Their experience with Brask Haven clarified the need for more service in the North Branch area. Boka Haven will have a modern vibe to the design, with all its rooms having private, full bathrooms. Its location offers desirable convenience in proximity to downtown North Branch, groceries and a health clinic within walking distance. The two facilities will offer similar services with slightly different licensing.

“Boka Haven will not just be for senior care,” Boka said. “Boka Haven will have a wing for senior care, as well as a wing for anyone 55-plus with a need for physical or mental disability services.”

The owners said they cannot express enough gratitude for ECE and other lenders.

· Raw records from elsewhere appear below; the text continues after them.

// src/core/parsers/mod.rs
//
// Pure functions over captured stdout text. The underlying tool's listing
// and help output is not a stable machine format, so each parser anchors on
// structural cues (quotes, identifier shape, header phrases) instead of
// exact column layout.

pub mod dir_list;
pub mod name_list;
pub mod runners;
// src/cli/args.rs

use clap::{Parser, Subcommand};
use std::path::PathBuf;

/// westbench: shell-aware orchestration for west-style embedded workspaces.
#[derive(Parser, Debug)]
#[command(author, version, about)]
pub struct Cli {
    /// Project directory holding westbench.toml. Defaults to the current
    /// directory.
    #[arg(long, global = true, value_name = "DIR")]
    pub project_dir: Option<PathBuf>,

    #[command(subcommand)]
    pub command: Command,
}

#[derive(Subcommand, Debug)]
pub enum Command {
    /// Build a configuration.
    Build {
        /// Configuration name; defaults to the active configuration.
        #[arg(long, short)]
        config: Option<String>,
        /// Extra arguments passed through to the build system.
        #[arg(last = true)]
        extra: Vec<String>,
    },
    /// Build a configuration from a pristine build directory.
    Rebuild {
        #[arg(long, short)]
        config: Option<String>,
        #[arg(last = true)]
        extra: Vec<String>,
    },
    /// Flash the built firmware to the board.
    Flash {
        #[arg(long, short)]
        config: Option<String>,
        /// Flash runner backend; defaults to the configuration's runner.
        #[arg(long)]
        runner: Option<String>,
    },
    /// Open the interactive kernel configuration UI.
    Menuconfig {
        #[arg(long, short)]
        config: Option<String>,
    },
    /// Open the graphical kernel configuration UI.
    Guiconfig {
        #[arg(long, short)]
        config: Option<String>,
    },
    /// Check the configuration against hardening guidelines.
    Hardenconfig {
        #[arg(long, short)]
        config: Option<String>,
    },
    /// Print the RAM usage report.
    RamReport {
        #[arg(long, short)]
        config: Option<String>,
    },
    /// Print the ROM usage report.
    RomReport {
        #[arg(long, short)]
        config: Option<String>,
    },
    /// Launch the puncover code-size analyzer.
    Puncover {
        #[arg(long, short)]
        config: Option<String>,
    },
    /// List board definition directories across the configured board roots.
    Boards,
    /// List available shields.
    Shields,
    /// List available snippets.
    Snippets,
    /// Discover the flash runners usable with a configuration.
    Runners {
        #[arg(long, short)]
        config: Option<String>,
    },
    /// Produce an SPDX software bill of materials for a configuration.
    Spdx {
        #[arg(long, short)]
        config: Option<String>,
    },
    /// Manage the persisted task file.
    #[command(subcommand)]
    Tasks(TasksCommand),
    /// Initialize the workspace (`west init`).
    Init {
        /// Manifest repository URL for the remote form.
        #[arg(long, short)]
        manifest: Option<String>,
    },
    /// Update the workspace modules (`west update`).
    Update,
}

#[derive(Subcommand, Debug)]
pub enum TasksCommand {
    /// Ensure the managed task entries and the runner prompt exist.
    Sync,
    /// Point the managed tasks at another configuration.
    Rebind {
        /// Configuration name to bind to.
        config: String,
    },
    /// Run a managed task by label, bound to a configuration on the fly.
    Run {
        /// Task label, e.g. "Menuconfig" or "West Flash".
        label: String,
        #[arg(long, short)]
        config: Option<String>,
    },
}
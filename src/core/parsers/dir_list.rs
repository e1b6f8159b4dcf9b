// src/core/parsers/dir_list.rs

use std::path::Path;

/// Parses a line-oriented directory listing: trims each line, strips one
/// pair of surrounding quotes, and drops blanks. Handles both `\n` and
/// `\r\n` endings.
pub fn parse(stdout: &str) -> Vec<String> {
    stdout
        .lines()
        .map(|line| strip_quotes(line.trim()).to_string())
        .filter(|line| !line.is_empty())
        .collect()
}

/// Like [`parse`], but keeps only entries that exist as directories on the
/// local filesystem. The underlying tool sometimes echoes diagnostic lines
/// to stdout, and a filesystem check is the only reliable filter for those.
pub fn parse_existing(stdout: &str) -> Vec<String> {
    parse(stdout)
        .into_iter()
        .filter(|candidate| Path::new(candidate).is_dir())
        .collect()
}

fn strip_quotes(line: &str) -> &str {
    line.strip_prefix('"')
        .and_then(|s| s.strip_suffix('"'))
        .unwrap_or(line)
}

#[cfg(test)]
mod tests {
    use super::*;

    #[test]
    fn strips_quotes_and_drops_blanks() {
        let parsed = parse("/a/b\r\n\"/c/d\"\r\n\r\n");
        assert_eq!(parsed, vec!["/a/b".to_string(), "/c/d".to_string()]);
    }

    #[test]
    fn trims_surrounding_whitespace() {
        assert_eq!(parse("  /x/y  \n"), vec!["/x/y".to_string()]);
    }

    #[test]
    fn unbalanced_quote_is_kept_verbatim() {
        assert_eq!(parse("\"/half/open\n"), vec!["\"/half/open".to_string()]);
    }

    #[test]
    fn existing_filter_discards_diagnostic_lines() {
        let dir = tempfile::TempDir::new().unwrap();
        let real = dir.path().display().to_string();
        let stdout = format!("-- warning: something\n{real}\n/no/such/dir\n");
        assert_eq!(parse_existing(&stdout), vec![real]);
    }
}
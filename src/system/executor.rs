// src/system/executor.rs

use crate::{
    CancellationToken,
    cli::handlers::commons,
    constants::{SETTING_ENV_SCRIPT, SETTING_VENV_ACTIVATE},
    models::ResolvedEnvironment,
    system::shell,
};
use std::collections::HashMap;
use std::io::Read;
use std::path::Path;
use std::process::{Child, Command as StdCommand, Stdio};
use std::thread;
use std::time::Duration;
use thiserror::Error;

#[derive(Error, Debug)]
pub enum ExecutionError {
    #[error("No environment activation script is configured, or it does not exist: '{path}'.")]
    MissingEnvScript { path: String },
    #[error("The configured virtual environment activation script does not exist: '{path}'.")]
    MissingVenv { path: String },
    #[error("No command specified to run.")]
    EmptyCommand,
    #[error("Command '{command}' could not be executed: {source}")]
    Spawn {
        command: String,
        #[source]
        source: std::io::Error,
    },
    #[error("Command '{command}' exited with status {code}.")]
    NonZeroExit {
        command: String,
        code: i32,
        stderr: String,
    },
    #[error("Command '{command}' produced output that was not valid UTF-8")]
    InvalidUtf8Output {
        command: String,
        #[source]
        source: std::string::FromUtf8Error,
    },
    #[error("Operation was cancelled by the user.")]
    Interrupted,
    #[error("Filesystem Error: {0}")]
    Io(#[from] std::io::Error),
}

impl ExecutionError {
    /// Stable cause tag for precondition failures, used by callers that map
    /// errors to remediation hints.
    pub fn cause(&self) -> Option<&'static str> {
        match self {
            Self::MissingEnvScript { .. } => Some(SETTING_ENV_SCRIPT),
            Self::MissingVenv { .. } => Some(SETTING_VENV_ACTIVATE),
            Self::EmptyCommand => Some(crate::constants::CAUSE_MISSING_COMMAND),
            _ => None,
        }
    }
}

/// One executable unit: payload text, working directory and composed
/// environment. Constructed per invocation and never reused.
#[derive(Debug, Clone)]
pub struct CommandSpec<'a> {
    pub payload: String,
    pub cwd: &'a Path,
    pub env: HashMap<String, String>,
    /// Suppress activation-script chatter with a shell null redirect.
    pub silent: bool,
}

/// Prefixes the payload with the activation chain for the resolved shell.
///
/// Preconditions are enforced here rather than at spawn time so that a
/// misconfiguration surfaces as a distinct error before any process starts:
/// the activation script must exist, the virtual environment (when
/// configured) must exist, and the payload must be non-empty.
pub fn compose_payload(
    renv: &ResolvedEnvironment,
    payload: &str,
    silent: bool,
) -> Result<String, ExecutionError> {
    let payload = payload.trim();
    if payload.is_empty() {
        return Err(ExecutionError::EmptyCommand);
    }

    let script = renv
        .env_script
        .as_deref()
        .ok_or_else(|| ExecutionError::MissingEnvScript {
            path: "<unset>".to_string(),
        })?;
    if !Path::new(script).is_file() {
        return Err(ExecutionError::MissingEnvScript {
            path: script.to_string(),
        });
    }

    // The venv path is a marker consumed by the activation script, not a
    // command of its own; only its existence is checked here.
    if let Some(venv) = renv.venv_activate.as_deref()
        && !Path::new(venv).is_file()
    {
        return Err(ExecutionError::MissingVenv {
            path: venv.to_string(),
        });
    }

    let activation = activation_part(renv, script, silent);
    Ok(shell::concat(renv.kind, &[&activation, payload]))
}

fn activation_part(renv: &ResolvedEnvironment, script: &str, silent: bool) -> String {
    let normalized = shell::normalize_path(renv.kind, script);
    let source = shell::source_command(renv.kind, &normalized);
    if silent {
        format!("{} {}", source, shell::null_redirect(renv.kind))
    } else {
        source
    }
}

fn shell_command(renv: &ResolvedEnvironment, spec: &CommandSpec<'_>, composed: &str) -> StdCommand {
    let mut command = StdCommand::new(&renv.shell_exe);
    if renv.cygwin {
        command.args(shell::cygwin_login_args());
    }
    command.args(shell::shell_args(renv.kind));
    command.arg(composed);
    command.current_dir(dunce::simplified(spec.cwd));
    command.envs(&spec.env);
    command.envs(shell::session_env(renv.cygwin));
    if let Some(venv) = renv.venv_activate.as_deref() {
        command.env(
            crate::constants::PYTHON_VENV_ACTIVATE_PATH,
            shell::normalize_path(renv.kind, venv),
        );
    }
    command
}

/// Spawns the command with inherited stdio and hands the child back to the
/// caller, which owns waiting and teardown.
pub fn run_task(
    renv: &ResolvedEnvironment,
    spec: &CommandSpec<'_>,
) -> Result<Child, ExecutionError> {
    let composed = compose_payload(renv, &spec.payload, spec.silent)?;
    log::debug!("Spawning in '{}': {}", spec.cwd.display(), composed);
    shell_command(renv, spec, &composed)
        .stdout(Stdio::inherit())
        .stderr(Stdio::inherit())
        .spawn()
        .map_err(|e| ExecutionError::Spawn {
            command: spec.payload.clone(),
            source: e,
        })
}

/// Runs the command with inherited stdio until it exits, polling for
/// cancellation. On cancellation the child is killed and reaped.
pub fn run_and_wait(
    renv: &ResolvedEnvironment,
    spec: &CommandSpec<'_>,
    cancellation_token: &CancellationToken,
) -> Result<(), ExecutionError> {
    let mut child = run_task(renv, spec)?;
    let status = wait_with_cancellation(&mut child, cancellation_token)?;
    if status != 0 {
        return Err(ExecutionError::NonZeroExit {
            command: spec.payload.clone(),
            code: status,
            stderr: String::new(),
        });
    }
    Ok(())
}

/// Runs the command with piped stdout/stderr, polling for cancellation, and
/// returns the captured stdout. On a non-zero exit the captured stderr is
/// carried in the error for display.
pub fn run_captured(
    renv: &ResolvedEnvironment,
    spec: &CommandSpec<'_>,
    cancellation_token: &CancellationToken,
) -> Result<String, ExecutionError> {
    commons::check_for_cancellation(cancellation_token)
        .map_err(|_| ExecutionError::Interrupted)?;

    let composed = compose_payload(renv, &spec.payload, spec.silent)?;
    log::debug!("Capturing in '{}': {}", spec.cwd.display(), composed);
    let mut child = shell_command(renv, spec, &composed)
        .stdin(Stdio::null())
        .stdout(Stdio::piped())
        .stderr(Stdio::piped())
        .spawn()
        .map_err(|e| ExecutionError::Spawn {
            command: spec.payload.clone(),
            source: e,
        })?;

    // Drain the pipes on background threads so a chatty child cannot
    // deadlock against a full pipe buffer while we poll try_wait.
    let stdout_reader = child.stdout.take().map(spawn_reader);
    let stderr_reader = child.stderr.take().map(spawn_reader);

    let status = wait_with_cancellation(&mut child, cancellation_token)?;

    let stdout_bytes = join_reader(stdout_reader);
    let stderr_bytes = join_reader(stderr_reader);

    if status != 0 {
        return Err(ExecutionError::NonZeroExit {
            command: spec.payload.clone(),
            code: status,
            stderr: String::from_utf8_lossy(&stderr_bytes).into_owned(),
        });
    }

    String::from_utf8(stdout_bytes).map_err(|e| ExecutionError::InvalidUtf8Output {
        command: spec.payload.clone(),
        source: e,
    })
}

fn spawn_reader<R: Read + Send + 'static>(mut source: R) -> thread::JoinHandle<Vec<u8>> {
    thread::spawn(move || {
        let mut buf = Vec::new();
        source.read_to_end(&mut buf).ok();
        buf
    })
}

fn join_reader(handle: Option<thread::JoinHandle<Vec<u8>>>) -> Vec<u8> {
    handle
        .and_then(|h| h.join().ok())
        .unwrap_or_default()
}

/// Non-blocking wait loop; kills and reaps the child when cancellation is
/// requested. Returns the exit code, with killed-by-signal mapped to 130.
fn wait_with_cancellation(
    child: &mut Child,
    cancellation_token: &CancellationToken,
) -> Result<i32, ExecutionError> {
    loop {
        match child.try_wait() {
            Ok(Some(status)) => {
                return Ok(status.code().unwrap_or(130));
            }
            Ok(None) => {
                if commons::check_for_cancellation(cancellation_token).is_err() {
                    log::debug!(
                        "Cancellation requested, killing child process (PID: {})...",
                        child.id()
                    );
                    if let Err(e) = child.kill() {
                        log::warn!("Failed to kill child process {}: {}", child.id(), e);
                    }
                    child.wait().ok();
                    return Err(ExecutionError::Interrupted);
                }
                thread::sleep(Duration::from_millis(100));
            }
            Err(e) => return Err(ExecutionError::Io(e)),
        }
    }
}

“Inflation has led the cost of construction to be much higher than expected, so this project would not happen without their help,” Boka said. “But beyond the financing, it was clear they wanted to be part of a project that brought this service to the community.”

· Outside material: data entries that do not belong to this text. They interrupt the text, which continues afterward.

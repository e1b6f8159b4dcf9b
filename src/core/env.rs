// src/core/env.rs
//
// Environment composition: merges named layers (SDK, workspace, project,
// build configuration, ad-hoc overrides) into one flat map with a fixed
// precedence order. Pure and deterministic; no I/O happens here.

use std::collections::HashMap;

/// A single environment variable value inside a layer: either a scalar
/// string or an ordered list joined with a per-key separator at composition
/// time.
#[derive(Debug, Clone, PartialEq, Eq)]
pub enum LayerValue {
    Scalar(String),
    List(Vec<String>),
}

/// One named source of environment variables. Layers are merged left to
/// right; a key present in a later layer always wins, even when its value is
/// empty. Layer builders are expected to omit keys that are unset.
#[derive(Debug, Clone)]
pub struct EnvironmentLayer {
    pub name: &'static str,
    vars: Vec<(String, LayerValue)>,
    deletions: Vec<String>,
}

impl EnvironmentLayer {
    pub fn new(name: &'static str) -> Self {
        Self {
            name,
            vars: Vec::new(),
            deletions: Vec::new(),
        }
    }

    pub fn set(&mut self, key: &str, value: impl Into<String>) {
        self.vars
            .push((key.to_string(), LayerValue::Scalar(value.into())));
    }

    pub fn set_list(&mut self, key: &str, values: Vec<String>) {
        self.vars.push((key.to_string(), LayerValue::List(values)));
    }

    /// Adds a list key only when it has entries; unset lists stay out of the
    /// merge so they cannot shadow a lower layer.
    pub fn set_list_if_any(&mut self, key: &str, values: &[String]) {
        if !values.is_empty() {
            self.set_list(key, values.to_vec());
        }
    }

    pub fn set_if_nonempty(&mut self, key: &str, value: &str) {
        if !value.is_empty() {
            self.set(key, value);
        }
    }

    pub fn contains(&self, key: &str) -> bool {
        self.vars.iter().any(|(k, _)| k == key)
    }

    pub fn remove(&mut self, key: &str) {
        self.vars.retain(|(k, _)| k != key);
    }

    /// Marks a key for deletion from the composed map. Unlike [`remove`],
    /// which only drops this layer's own entry, a deletion also erases the
    /// key contributed by any lower-precedence layer.
    ///
    /// [`remove`]: EnvironmentLayer::remove
    pub fn delete(&mut self, key: &str) {
        self.remove(key);
        self.deletions.push(key.to_string());
    }

    pub fn deletions(&self) -> &[String] {
        &self.deletions
    }

    pub fn is_empty(&self) -> bool {
        self.vars.is_empty() && self.deletions.is_empty()
    }

    pub fn iter(&self) -> impl Iterator<Item = (&str, &LayerValue)> {
        self.vars.iter().map(|(k, v)| (k.as_str(), v))
    }
}

/// How a list-valued variable is flattened into a single string.
///
/// The default is the platform path-list separator. `EXTRA_ZEPHYR_MODULES`
/// is declared to always join with `;` because the build tool parses it as a
/// CMake-style list on every platform.
#[derive(Debug, Clone, Copy, PartialEq, Eq)]
pub enum JoinStyle {
    PathList,
    CmakeList,
}

pub fn join_style(key: &str) -> JoinStyle {
    match key {
        "EXTRA_ZEPHYR_MODULES" => JoinStyle::CmakeList,
        _ => JoinStyle::PathList,
    }
}

/// The platform path-list separator: `;` on Windows, `:` elsewhere.
pub fn path_list_separator() -> char {
    if cfg!(target_os = "windows") { ';' } else { ':' }
}

fn join_list(key: &str, values: &[String], platform_sep: char) -> String {
    let sep = match join_style(key) {
        JoinStyle::PathList => platform_sep,
        JoinStyle::CmakeList => ';',
    };
    values.join(&sep.to_string())
}

/// Flattens ordered layers into one key/value map.
///
/// Layers are applied in ascending precedence: later layers overwrite
/// earlier ones on key collision, regardless of value. List values are
/// joined per [`join_style`].
pub fn compose(layers: &[EnvironmentLayer]) -> HashMap<String, String> {
    compose_with_separator(layers, path_list_separator())
}

fn compose_with_separator(
    layers: &[EnvironmentLayer],
    platform_sep: char,
) -> HashMap<String, String> {
    let mut out = HashMap::new();
    for layer in layers {
        for (key, value) in layer.iter() {
            let rendered = match value {
                LayerValue::Scalar(s) => s.clone(),
                LayerValue::List(xs) => join_list(key, xs, platform_sep),
            };
            log::trace!("env[{}] {} = {}", layer.name, key, rendered);
            out.insert(key.to_string(), rendered);
        }
        for key in layer.deletions() {
            log::trace!("env[{}] deletes {}", layer.name, key);
            out.remove(key);
        }
    }
    out
}

#[cfg(test)]
mod tests {
    use super::*;

    fn layer(name: &'static str, pairs: &[(&str, &str)]) -> EnvironmentLayer {
        let mut l = EnvironmentLayer::new(name);
        for (k, v) in pairs {
            l.set(k, *v);
        }
        l
    }

    #[test]
    fn later_layer_wins_on_collision() {
        let a = layer("a", &[("X", "1"), ("Y", "1")]);
        let b = layer("b", &[("X", "2")]);
        let composed = compose(&[a, b]);
        assert_eq!(composed.get("X").map(String::as_str), Some("2"));
        assert_eq!(composed.get("Y").map(String::as_str), Some("1"));
    }

    #[test]
    fn empty_value_in_higher_layer_still_wins() {
        let a = layer("a", &[("CONF_FILE", "prj.conf")]);
        let b = layer("b", &[("CONF_FILE", "")]);
        let composed = compose(&[a, b]);
        assert_eq!(composed.get("CONF_FILE").map(String::as_str), Some(""));
    }

    #[test]
    fn list_joined_with_windows_separator() {
        let mut l = EnvironmentLayer::new("cfg");
        l.set_list("SHIELD", vec!["a".into(), "b".into()]);
        let composed = compose_with_separator(&[l], ';');
        assert_eq!(composed.get("SHIELD").map(String::as_str), Some("a;b"));
    }

    #[test]
    fn list_joined_with_posix_separator() {
        let mut l = EnvironmentLayer::new("cfg");
        l.set_list("SHIELD", vec!["a".into(), "b".into()]);
        let composed = compose_with_separator(&[l], ':');
        assert_eq!(composed.get("SHIELD").map(String::as_str), Some("a:b"));
    }

    #[test]
    fn module_list_always_joins_with_semicolon() {
        let mut l = EnvironmentLayer::new("project");
        l.set_list(
            "EXTRA_ZEPHYR_MODULES",
            vec!["/mods/a".into(), "/mods/b".into()],
        );
        let composed = compose_with_separator(&[l], ':');
        assert_eq!(
            composed.get("EXTRA_ZEPHYR_MODULES").map(String::as_str),
            Some("/mods/a;/mods/b")
        );
    }

    #[test]
    fn composition_is_deterministic() {
        let layers = vec![
            layer("a", &[("X", "1"), ("Y", "2")]),
            layer("b", &[("Z", "3")]),
        ];
        assert_eq!(compose(&layers), compose(&layers));
    }

    #[test]
    fn ad_hoc_override_layer_beats_every_other_layer() {
        let sdk = layer("sdk", &[("ZEPHYR_SDK_INSTALL_DIR", "/opt/sdk")]);
        let cfg = layer("build-config", &[("BOARD", "nucleo_f401re")]);
        let overrides = layer("task-override", &[("BOARD", "qemu_x86")]);
        let composed = compose(&[sdk, cfg, overrides]);
        assert_eq!(composed.get("BOARD").map(String::as_str), Some("qemu_x86"));
        assert_eq!(
            composed.get("ZEPHYR_SDK_INSTALL_DIR").map(String::as_str),
            Some("/opt/sdk")
        );
    }

    #[test]
    fn deletion_erases_keys_from_lower_layers() {
        let project = layer("project", &[("EXTRA_CONF_FILE", "from-project.conf")]);
        let mut cfg = layer("build-config", &[("BOARD", "nucleo_f401re")]);
        cfg.delete("CONF_FILE");
        cfg.delete("EXTRA_CONF_FILE");
        let composed = compose(&[project, cfg]);
        assert!(!composed.contains_key("CONF_FILE"));
        assert!(!composed.contains_key("EXTRA_CONF_FILE"));
        assert_eq!(
            composed.get("BOARD").map(String::as_str),
            Some("nucleo_f401re")
        );
    }

    #[test]
    fn unset_lists_are_omitted() {
        let mut l = EnvironmentLayer::new("project");
        l.set_list_if_any("SHIELD", &[]);
        assert!(l.is_empty());
    }
}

Senior housing influences overall housing 

While the projects above target specialized care, they have a greater impact on their communities, especially those in a more rural environment. 

“Though it varies based on numerous factors, senior housing options can help alleviate local housing competition,” Bosman said. “As seniors move into dedicated accommodations, they create opportunities for first-time homebuyers to enter the housing market.” 

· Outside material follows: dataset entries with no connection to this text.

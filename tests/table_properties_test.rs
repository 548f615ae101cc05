//! Property-based tests for the probability curve and single trials.

use gacha_sim::simulator::{ControlPoint, DrawSimulator, ProbabilityTable};
use proptest::prelude::*;
use rand::SeedableRng;
use rand_chacha::ChaCha8Rng;

/// Strategy: a monotone table with strictly increasing draw counts.
fn monotone_table_strategy() -> impl Strategy<Value = Vec<ControlPoint>> {
    prop::collection::vec((1u32..20, 0.0f64..=1.0), 1..8).prop_map(|steps| {
        let mut probabilities: Vec<f64> = steps.iter().map(|&(_, p)| p).collect();
        probabilities.sort_by(|a, b| a.partial_cmp(b).unwrap());

        let mut draw_count = 0;
        steps
            .iter()
            .zip(probabilities)
            .map(|(&(gap, _), p)| {
                draw_count += gap;
                ControlPoint::new(draw_count, p)
            })
            .collect()
    })
}

/// Strategy: a monotone table whose last point guarantees success.
fn guaranteed_table_strategy() -> impl Strategy<Value = Vec<ControlPoint>> {
    monotone_table_strategy().prop_map(|mut points| {
        if let Some(last) = points.last_mut() {
            last.probability = 1.0;
        }
        points
    })
}

proptest! {
    // 1. Flat tail at and beyond the last control point
    #[test]
    fn flat_tail(points in monotone_table_strategy(), extra in 0u32..100) {
        let table = ProbabilityTable::new(points.clone()).unwrap();
        let last = points.last().unwrap();
        prop_assert_eq!(table.probability_at(last.draw_count + extra), last.probability);
    }

    // 2. Interpolated values stay between their control points
    #[test]
    fn interpolation_is_bracketed(points in monotone_table_strategy()) {
        let table = ProbabilityTable::new(points.clone()).unwrap();
        for pair in points.windows(2) {
            for n in pair[0].draw_count..pair[1].draw_count {
                let p = table.probability_at(n);
                prop_assert!(p >= pair[0].probability - 1e-12, "n={n} p={p}");
                prop_assert!(p <= pair[1].probability + 1e-12, "n={n} p={p}");
            }
        }
    }

    // 3. Control points are reproduced exactly
    #[test]
    fn control_points_are_exact(points in monotone_table_strategy()) {
        let table = ProbabilityTable::new(points.clone()).unwrap();
        for point in &points {
            prop_assert_eq!(table.probability_at(point.draw_count), point.probability);
        }
    }

    // 4. Stopping masses and failure chance form a distribution
    #[test]
    fn stopping_distribution_sums_to_one(points in monotone_table_strategy()) {
        let dist = ProbabilityTable::new(points).unwrap().stopping_distribution();
        let total: f64 = dist.masses().iter().sum::<f64>() + dist.failure_probability();
        prop_assert!((total - 1.0).abs() < 1e-9, "total={total}");
        prop_assert!(dist.masses().iter().all(|&m| (0.0..=1.0).contains(&m)));
    }

    // 5. Guaranteed tables always end a trial inside [1, maximum_draws]
    #[test]
    fn trial_stays_in_range(points in guaranteed_table_strategy(), seed in any::<u64>()) {
        let table = ProbabilityTable::new(points).unwrap();
        let sim = DrawSimulator::new(&table);
        let mut rng = ChaCha8Rng::seed_from_u64(seed);
        for _ in 0..20 {
            let n = sim.run_trial(&mut rng).unwrap();
            prop_assert!(n >= 1 && n <= table.maximum_draws());
        }
    }
}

Senior housing challenges vary between urban and rural communities. The dense population and limited space in urban communities lead to heightened competition in the senior housing market, contributing to higher costs for land and development. Increased living expenses adversely impact affordability for older adults. Rural communities may be more affordable for developers to pursue senior housing, but they present their own challenges. The geographic expansiveness and fewer community resources pose pronounced obstacles, such as transportation and access to specialized health care services. As a result, senior living providers in rural areas face increased pressure to tailor features and amenities to address the specific needs and characteristics of the broader community. 

“The unique dynamics require a comprehensive understanding of local context to develop solutions tailored to foster inclusive, accessible and supportive environments for aging adults no matter where they live,” Perry said.

Care for the entire community

While the Boka Haven and Crystal Brook projects will help the senior and overall housing market in their communities, they do not resolve the demand completely. A continued focus on the concern will be necessary to impact quality of life positively.

“The seniors we serve have actively contributed to the development of their communities, and it is only fitting that they should have the opportunity to remain within them,” Perry said. “By doing so, they can continue participating in the familiar surroundings of churches, community activities and cherished friendships they have cultivated over the years.”